_Task objective_: Copy out each line of the entries where the word "Debug" is present.

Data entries
+ + + + +

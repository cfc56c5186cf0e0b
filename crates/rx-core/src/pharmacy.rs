//! Pharmacy records.

use crate::store::Record;
use crate::RecordId;
use serde::{Deserialize, Serialize};
use utoipa::ToSchema;

#[derive(Debug, Clone, PartialEq, Serialize, Deserialize, ToSchema)]
#[serde(rename_all = "camelCase")]
pub struct Pharmacy {
    #[schema(value_type = String)]
    pub id: RecordId,
    pub name: String,
    pub address: String,
    pub phone: String,
    pub hours: String,
    pub delivery_available: bool,
    /// Estimated minutes to prepare a prescription.
    pub estimated_fill_time: i64,
    /// 0 to 5.
    pub rating: f64,
    /// Miles from the patient, when known.
    #[serde(default, skip_serializing_if = "Option::is_none")]
    pub distance: Option<f64>,
}

#[derive(Debug, Clone, Default, PartialEq, Serialize, Deserialize, ToSchema)]
#[serde(rename_all = "camelCase")]
pub struct PharmacyDraft {
    #[serde(skip_serializing_if = "Option::is_none")]
    pub name: Option<String>,
    #[serde(skip_serializing_if = "Option::is_none")]
    pub address: Option<String>,
    #[serde(skip_serializing_if = "Option::is_none")]
    pub phone: Option<String>,
    #[serde(skip_serializing_if = "Option::is_none")]
    pub hours: Option<String>,
    #[serde(skip_serializing_if = "Option::is_none")]
    pub delivery_available: Option<bool>,
    #[serde(skip_serializing_if = "Option::is_none")]
    pub estimated_fill_time: Option<i64>,
    #[serde(skip_serializing_if = "Option::is_none")]
    pub rating: Option<f64>,
    #[serde(skip_serializing_if = "Option::is_none")]
    pub distance: Option<f64>,
}

impl Pharmacy {
    /// Builds a pharmacy from a validated draft. Missing optional numbers default to a 30 minute
    /// fill time and a zero rating.
    pub fn from_draft(id: RecordId, draft: PharmacyDraft) -> Self {
        Self {
            id,
            name: draft.name.unwrap_or_default().trim().to_string(),
            address: draft.address.unwrap_or_default().trim().to_string(),
            phone: draft.phone.unwrap_or_default(),
            hours: draft.hours.unwrap_or_default(),
            delivery_available: draft.delivery_available.unwrap_or(false),
            estimated_fill_time: draft.estimated_fill_time.unwrap_or(30),
            rating: draft.rating.unwrap_or(0.0),
            distance: draft.distance,
        }
    }

    pub fn to_draft(&self) -> PharmacyDraft {
        PharmacyDraft {
            name: Some(self.name.clone()),
            address: Some(self.address.clone()),
            phone: Some(self.phone.clone()),
            hours: Some(self.hours.clone()),
            delivery_available: Some(self.delivery_available),
            estimated_fill_time: Some(self.estimated_fill_time),
            rating: Some(self.rating),
            distance: self.distance,
        }
    }

    pub fn merged(&self, patch: PharmacyDraft) -> PharmacyDraft {
        let current = self.to_draft();
        PharmacyDraft {
            name: patch.name.or(current.name),
            address: patch.address.or(current.address),
            phone: patch.phone.or(current.phone),
            hours: patch.hours.or(current.hours),
            delivery_available: patch.delivery_available.or(current.delivery_available),
            estimated_fill_time: patch.estimated_fill_time.or(current.estimated_fill_time),
            rating: patch.rating.or(current.rating),
            distance: patch.distance.or(current.distance),
        }
    }
}

impl Record for Pharmacy {
    const KIND: &'static str = "pharmacy";

    fn id(&self) -> RecordId {
        self.id
    }
}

+ + + + +

_Your response_:
#[derive(Debug, Clone, PartialEq, Serialize, Deserialize, ToSchema)]
#[derive(Debug, Clone, Default, PartialEq, Serialize, Deserialize, ToSchema)]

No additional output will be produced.